Prinz Christian, Bitter Thomas, Oldenburg Olaf, Horstkotte Dieter, Faber Lothar
Department of Cardiology, Heart and Diabetes Centre North-Rhine Westphalia, Ruhr University Bochum, Bad Oeynhausen, Germany.
Congest Heart Fail. 2011 Jan-Feb;17(1):19-24. doi: 10.1111/j.1751-7133.2010.00196.x. Epub 2011 Jan 12.
The authors investigated the prevalence of sleep-disordered breathing (SDB) together with its clinical correlations in patients with hypertrophic cardiomyopathy (HCM). A total of 113 consecutive patients including 63 patients with HCM (40 men; mean age, 59.5±13.0 years; New York Heart Association class, 2.0±0.9) underwent cardiorespiratory polygraphy in addition to their clinical work-up including echocardiography. Patients with an apnea-hypopnea-index (AHI) ≥5/h were considered to have SDB. If thoracic and abdominal inspiration efforts were documented, SDB was considered to be obstructive sleep apnea (OSA), otherwise SDB was considered to be central sleep apnea (CSA). The age- and sex-matched control group of 50 patients had exclusion of coronary artery disease by angiography, and normal left ventricular (ejection fraction ≥55%) and valvular function. SDB was diagnosed in 52 patients (82.5% vs 72% in the control group; P =not significant) with a mean AHI of 23.0±17.8/h. Severity of SDB was higher in patients with HCM than in the control group (AHI 12.2±7.6/h; P =.003). OSA was documented in 39 patients (AHI 21.2±16.5/h) and CSA in 13 (AHI 28.4±20.9/h). The severity of SDB correlated with New York Heart Association functional class (η=0.9, η(2) =0.811) and with left ventricular end-diastolic (r=0.6, P <.01) and left atrial (r=0.4, P <.01) diameter. No correlations were found between SDB and other clinical or echocardiographic parameters. SDB is common in patients with hypertrophic cardiomyopathy, with a predominance of OSA and correlations with markers of left ventricular function.

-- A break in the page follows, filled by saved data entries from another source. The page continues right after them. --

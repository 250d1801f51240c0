//! Image shape for card faces and other pictures.

use super::{ShapeId, ShapeTrait, frame_rect, rotated_bounds, to_local};
use crate::cards::{Card, CardId};
use kurbo::{Point, Rect, Vec2};
use serde::{Deserialize, Serialize};
use uuid::Uuid;

/// An image shape that displays a picture loaded from `src`.
#[derive(Debug, Clone, PartialEq, Serialize, Deserialize)]
#[serde(rename_all = "camelCase")]
pub struct Image {
    pub(crate) id: ShapeId,
    /// Top-left corner position.
    pub position: Point,
    /// Display width.
    pub width: f64,
    /// Display height.
    pub height: f64,
    /// Image source URL.
    pub src: String,
    /// The card this image represents on the battlefield.
    #[serde(default, skip_serializing_if = "Option::is_none")]
    pub card_id: Option<CardId>,
    /// Rotation angle in degrees (around center).
    #[serde(default)]
    pub rotation: f64,
    /// Flipped cards show their back.
    #[serde(default)]
    pub is_flipped: bool,
}

impl Image {
    /// Create a new image shape.
    pub fn new(position: Point, src: String, width: f64, height: f64) -> Self {
        Self {
            id: Uuid::new_v4(),
            position,
            width,
            height,
            src,
            card_id: None,
            rotation: 0.0,
            is_flipped: false,
        }
    }

    /// Create an image standing in for a card on the battlefield.
    pub fn for_card(card: &Card, position: Point, width: f64, height: f64) -> Self {
        Self {
            card_id: Some(card.id),
            ..Self::new(position, card.src.clone(), width, height)
        }
    }
}

impl ShapeTrait for Image {
    fn id(&self) -> ShapeId {
        self.id
    }

    fn frame(&self) -> Rect {
        frame_rect(self.position, self.width, self.height)
    }

    fn bounds(&self) -> Rect {
        rotated_bounds(self.frame(), self.rotation)
    }

    fn hit_test(&self, point: Point, tolerance: f64) -> bool {
        let frame = self.frame();
        frame
            .inflate(tolerance, tolerance)
            .contains(to_local(point, frame, self.rotation))
    }

    fn translate(&mut self, delta: Vec2) {
        self.position += delta;
    }

    fn set_size(&mut self, width: f64, height: f64) {
        self.width = width;
        self.height = height;
    }
}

作者调查了肥厚型心肌病(HCM)患者睡眠呼吸障碍(SDB)的患病率及其临床相关性。共有113例连续患者,其中包括63例HCM患者(40例男性;平均年龄59.5±13.0岁;纽约心脏协会分级2.0±0.9),除了包括超声心动图在内的临床检查外,还接受了心肺多导睡眠监测。呼吸暂停低通气指数(AHI)≥5次/小时的患者被认为患有SDB。如果记录到胸部和腹部吸气努力,则SDB被认为是阻塞性睡眠呼吸暂停(OSA),否则SDB被认为是中枢性睡眠呼吸暂停(CSA)。50例年龄和性别匹配的对照组患者通过血管造影排除了冠状动脉疾病,且左心室正常(射血分数≥55%)和瓣膜功能正常。52例患者被诊断为SDB(与对照组的82.5% vs 72%;P无统计学意义),平均AHI为23.0±17.8次/小时。HCM患者的SDB严重程度高于对照组(AHI 12.2±7.6次/小时;P = 0.003)。39例患者记录为OSA(AHI 21.2±16.5次/小时),13例为CSA(AHI 28.4±20.9次/小时)。SDB的严重程度与纽约心脏协会功能分级(η=0.9,η(2)=0.811)以及左心室舒张末期(r=0.6,P <0.01)和左心房(r=0.4,P <0.01)直径相关。未发现SDB与其他临床或超声心动图参数之间存在相关性。SDB在肥厚型心肌病患者中很常见,以OSA为主,且与左心室功能指标相关。